- [Assigned task]:
Beginning at the top of the listing, repeat each line exactly until the line with "use crate::geo::LonLat;" has been repeated too.
::: Data to process
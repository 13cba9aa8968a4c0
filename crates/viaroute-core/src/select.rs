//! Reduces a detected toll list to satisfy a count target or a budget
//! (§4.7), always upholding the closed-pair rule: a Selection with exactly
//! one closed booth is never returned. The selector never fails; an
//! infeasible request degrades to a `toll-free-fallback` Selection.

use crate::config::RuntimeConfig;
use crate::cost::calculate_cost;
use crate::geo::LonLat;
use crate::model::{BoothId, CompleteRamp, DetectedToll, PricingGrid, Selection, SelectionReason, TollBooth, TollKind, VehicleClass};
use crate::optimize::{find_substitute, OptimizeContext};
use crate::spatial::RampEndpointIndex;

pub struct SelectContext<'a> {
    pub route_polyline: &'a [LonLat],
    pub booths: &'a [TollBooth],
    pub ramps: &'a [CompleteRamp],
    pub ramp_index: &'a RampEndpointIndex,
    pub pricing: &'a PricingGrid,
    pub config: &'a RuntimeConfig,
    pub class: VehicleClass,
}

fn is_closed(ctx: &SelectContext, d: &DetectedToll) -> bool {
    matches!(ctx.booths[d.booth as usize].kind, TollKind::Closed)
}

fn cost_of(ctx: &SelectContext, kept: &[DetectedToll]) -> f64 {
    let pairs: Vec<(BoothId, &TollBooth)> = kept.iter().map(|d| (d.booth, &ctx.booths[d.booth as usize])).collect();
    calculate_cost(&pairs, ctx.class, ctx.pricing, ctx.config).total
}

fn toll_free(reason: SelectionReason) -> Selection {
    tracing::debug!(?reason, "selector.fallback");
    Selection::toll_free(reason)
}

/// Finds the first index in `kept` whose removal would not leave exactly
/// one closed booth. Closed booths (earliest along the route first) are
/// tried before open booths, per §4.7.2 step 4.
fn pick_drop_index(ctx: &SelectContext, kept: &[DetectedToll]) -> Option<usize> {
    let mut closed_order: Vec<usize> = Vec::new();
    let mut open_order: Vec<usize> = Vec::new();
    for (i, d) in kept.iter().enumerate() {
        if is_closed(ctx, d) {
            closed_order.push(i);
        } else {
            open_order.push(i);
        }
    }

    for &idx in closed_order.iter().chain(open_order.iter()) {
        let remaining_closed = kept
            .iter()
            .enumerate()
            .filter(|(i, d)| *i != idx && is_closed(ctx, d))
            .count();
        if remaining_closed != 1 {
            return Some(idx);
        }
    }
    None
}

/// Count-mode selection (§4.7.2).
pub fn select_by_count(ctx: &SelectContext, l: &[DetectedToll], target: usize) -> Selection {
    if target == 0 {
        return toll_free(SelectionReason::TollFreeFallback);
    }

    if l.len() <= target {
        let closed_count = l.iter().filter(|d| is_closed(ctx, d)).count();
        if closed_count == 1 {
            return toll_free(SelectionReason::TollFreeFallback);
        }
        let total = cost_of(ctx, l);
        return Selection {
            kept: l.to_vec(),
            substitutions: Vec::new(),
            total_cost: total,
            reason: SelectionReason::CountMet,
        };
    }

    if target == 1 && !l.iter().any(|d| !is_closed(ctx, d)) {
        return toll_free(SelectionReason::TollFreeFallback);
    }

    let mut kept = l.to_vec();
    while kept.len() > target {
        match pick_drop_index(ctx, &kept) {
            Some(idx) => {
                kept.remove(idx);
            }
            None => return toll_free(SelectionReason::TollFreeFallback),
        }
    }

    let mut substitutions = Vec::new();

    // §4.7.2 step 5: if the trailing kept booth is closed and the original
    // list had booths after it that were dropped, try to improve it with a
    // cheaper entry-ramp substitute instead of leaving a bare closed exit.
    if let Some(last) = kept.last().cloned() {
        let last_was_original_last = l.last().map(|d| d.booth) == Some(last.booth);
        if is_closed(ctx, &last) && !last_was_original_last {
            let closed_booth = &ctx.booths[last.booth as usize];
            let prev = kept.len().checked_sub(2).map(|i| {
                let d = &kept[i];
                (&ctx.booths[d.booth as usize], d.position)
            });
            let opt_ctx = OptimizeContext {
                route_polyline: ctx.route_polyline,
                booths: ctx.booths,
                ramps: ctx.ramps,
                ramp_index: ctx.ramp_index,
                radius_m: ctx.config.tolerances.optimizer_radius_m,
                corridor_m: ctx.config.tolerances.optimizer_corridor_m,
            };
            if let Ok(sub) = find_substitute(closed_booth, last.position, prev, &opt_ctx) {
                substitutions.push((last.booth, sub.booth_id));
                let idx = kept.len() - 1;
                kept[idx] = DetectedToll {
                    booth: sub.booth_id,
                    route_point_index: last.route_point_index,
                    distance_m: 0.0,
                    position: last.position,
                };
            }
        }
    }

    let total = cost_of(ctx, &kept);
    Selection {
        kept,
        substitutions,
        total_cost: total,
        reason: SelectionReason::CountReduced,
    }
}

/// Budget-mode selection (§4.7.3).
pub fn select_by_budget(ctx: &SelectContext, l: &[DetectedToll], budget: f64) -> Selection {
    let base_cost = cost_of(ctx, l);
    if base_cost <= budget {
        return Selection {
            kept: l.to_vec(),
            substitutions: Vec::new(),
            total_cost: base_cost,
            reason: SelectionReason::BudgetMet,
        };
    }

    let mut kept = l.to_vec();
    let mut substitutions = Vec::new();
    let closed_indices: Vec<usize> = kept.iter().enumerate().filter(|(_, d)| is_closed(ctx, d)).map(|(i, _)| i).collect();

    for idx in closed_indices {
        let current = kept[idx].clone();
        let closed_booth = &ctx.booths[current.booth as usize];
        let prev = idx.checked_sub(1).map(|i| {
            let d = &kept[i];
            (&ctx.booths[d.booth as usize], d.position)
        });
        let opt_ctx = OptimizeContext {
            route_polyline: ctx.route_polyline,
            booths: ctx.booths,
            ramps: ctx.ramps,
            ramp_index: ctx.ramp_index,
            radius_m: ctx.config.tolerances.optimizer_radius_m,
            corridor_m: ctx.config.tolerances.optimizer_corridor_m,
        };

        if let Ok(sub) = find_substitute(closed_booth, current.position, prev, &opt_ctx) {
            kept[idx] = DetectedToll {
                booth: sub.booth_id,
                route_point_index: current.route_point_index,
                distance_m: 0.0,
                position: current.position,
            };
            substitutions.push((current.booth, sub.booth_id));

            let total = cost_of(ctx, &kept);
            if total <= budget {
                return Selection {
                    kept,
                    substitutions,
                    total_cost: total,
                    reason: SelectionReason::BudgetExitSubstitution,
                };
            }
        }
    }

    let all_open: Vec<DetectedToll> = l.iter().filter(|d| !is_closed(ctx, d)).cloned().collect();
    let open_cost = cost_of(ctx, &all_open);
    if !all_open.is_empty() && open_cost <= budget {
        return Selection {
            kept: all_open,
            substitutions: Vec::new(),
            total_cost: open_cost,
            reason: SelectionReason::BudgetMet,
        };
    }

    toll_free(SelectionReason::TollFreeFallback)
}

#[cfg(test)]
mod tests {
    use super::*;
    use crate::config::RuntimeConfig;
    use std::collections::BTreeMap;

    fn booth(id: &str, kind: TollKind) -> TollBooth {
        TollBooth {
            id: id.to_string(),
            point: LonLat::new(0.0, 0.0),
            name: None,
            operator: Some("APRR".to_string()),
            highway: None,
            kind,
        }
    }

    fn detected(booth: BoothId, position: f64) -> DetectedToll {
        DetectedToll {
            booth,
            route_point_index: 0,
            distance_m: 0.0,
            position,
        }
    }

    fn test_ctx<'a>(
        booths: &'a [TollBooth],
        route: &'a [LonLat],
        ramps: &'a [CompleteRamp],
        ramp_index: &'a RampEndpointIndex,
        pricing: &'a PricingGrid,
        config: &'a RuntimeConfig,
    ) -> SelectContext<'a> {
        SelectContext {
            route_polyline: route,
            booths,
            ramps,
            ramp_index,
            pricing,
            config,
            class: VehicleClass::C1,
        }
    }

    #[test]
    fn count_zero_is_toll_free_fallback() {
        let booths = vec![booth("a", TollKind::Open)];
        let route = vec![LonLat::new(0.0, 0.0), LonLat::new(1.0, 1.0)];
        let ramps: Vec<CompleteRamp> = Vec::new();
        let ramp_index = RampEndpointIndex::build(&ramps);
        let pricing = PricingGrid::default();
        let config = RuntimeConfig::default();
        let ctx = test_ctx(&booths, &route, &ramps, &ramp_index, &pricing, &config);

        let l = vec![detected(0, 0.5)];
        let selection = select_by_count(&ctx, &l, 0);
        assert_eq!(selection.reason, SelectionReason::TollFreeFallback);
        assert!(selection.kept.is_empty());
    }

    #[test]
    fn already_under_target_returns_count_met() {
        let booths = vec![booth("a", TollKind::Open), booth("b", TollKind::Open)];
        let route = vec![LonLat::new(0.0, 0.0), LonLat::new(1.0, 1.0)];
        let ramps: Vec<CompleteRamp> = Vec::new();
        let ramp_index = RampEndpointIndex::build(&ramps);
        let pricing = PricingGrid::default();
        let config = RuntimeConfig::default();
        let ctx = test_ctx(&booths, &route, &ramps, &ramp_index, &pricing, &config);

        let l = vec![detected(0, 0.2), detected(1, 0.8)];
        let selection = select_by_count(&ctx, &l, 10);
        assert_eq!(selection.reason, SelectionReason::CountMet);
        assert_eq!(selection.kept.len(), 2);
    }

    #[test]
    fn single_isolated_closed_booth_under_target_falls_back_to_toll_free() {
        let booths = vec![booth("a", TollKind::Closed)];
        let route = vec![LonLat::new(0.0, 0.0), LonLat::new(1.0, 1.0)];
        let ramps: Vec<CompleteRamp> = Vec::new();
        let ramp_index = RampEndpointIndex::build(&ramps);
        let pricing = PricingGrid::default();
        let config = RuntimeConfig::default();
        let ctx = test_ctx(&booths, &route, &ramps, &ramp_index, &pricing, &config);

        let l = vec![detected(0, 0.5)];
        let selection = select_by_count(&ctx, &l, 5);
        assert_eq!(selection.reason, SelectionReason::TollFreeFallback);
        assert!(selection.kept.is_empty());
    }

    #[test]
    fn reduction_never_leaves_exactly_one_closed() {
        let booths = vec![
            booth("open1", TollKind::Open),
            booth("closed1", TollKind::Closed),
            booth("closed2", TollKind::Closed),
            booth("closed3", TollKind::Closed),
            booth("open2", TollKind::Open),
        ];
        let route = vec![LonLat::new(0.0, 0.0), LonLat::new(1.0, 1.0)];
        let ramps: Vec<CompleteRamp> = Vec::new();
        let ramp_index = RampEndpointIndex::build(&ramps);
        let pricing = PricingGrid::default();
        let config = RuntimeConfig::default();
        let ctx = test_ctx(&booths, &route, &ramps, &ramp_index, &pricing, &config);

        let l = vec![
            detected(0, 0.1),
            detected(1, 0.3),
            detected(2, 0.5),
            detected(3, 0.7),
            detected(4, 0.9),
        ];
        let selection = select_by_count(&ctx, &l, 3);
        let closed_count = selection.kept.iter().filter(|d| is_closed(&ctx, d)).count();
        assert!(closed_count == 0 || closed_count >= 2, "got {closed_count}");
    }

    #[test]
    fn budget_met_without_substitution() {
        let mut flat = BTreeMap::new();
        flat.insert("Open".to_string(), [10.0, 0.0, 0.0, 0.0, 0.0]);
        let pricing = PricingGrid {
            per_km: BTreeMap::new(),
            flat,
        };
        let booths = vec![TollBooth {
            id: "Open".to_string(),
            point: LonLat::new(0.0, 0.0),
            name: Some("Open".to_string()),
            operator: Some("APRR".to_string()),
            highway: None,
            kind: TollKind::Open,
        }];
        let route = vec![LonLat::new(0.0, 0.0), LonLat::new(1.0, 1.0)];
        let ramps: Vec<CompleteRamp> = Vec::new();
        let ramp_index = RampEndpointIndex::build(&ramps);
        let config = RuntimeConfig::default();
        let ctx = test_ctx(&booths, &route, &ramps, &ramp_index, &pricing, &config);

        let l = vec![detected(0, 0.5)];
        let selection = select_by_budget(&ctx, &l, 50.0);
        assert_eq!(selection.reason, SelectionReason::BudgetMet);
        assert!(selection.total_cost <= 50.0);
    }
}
::::::
- [Response to this task]:
repository 13cba9aa8968a4c0
filename crates/viaroute-core/src/select.rs
//! Reduces a detected toll list to satisfy a count target or a budget
//! (§4.7), always upholding the closed-pair rule: a Selection with exactly
//! one closed booth is never returned. The selector never fails; an
//! infeasible request degrades to a `toll-free-fallback` Selection.

use crate::config::RuntimeConfig;
use crate::cost::calculate_cost;
use crate::geo::LonLat;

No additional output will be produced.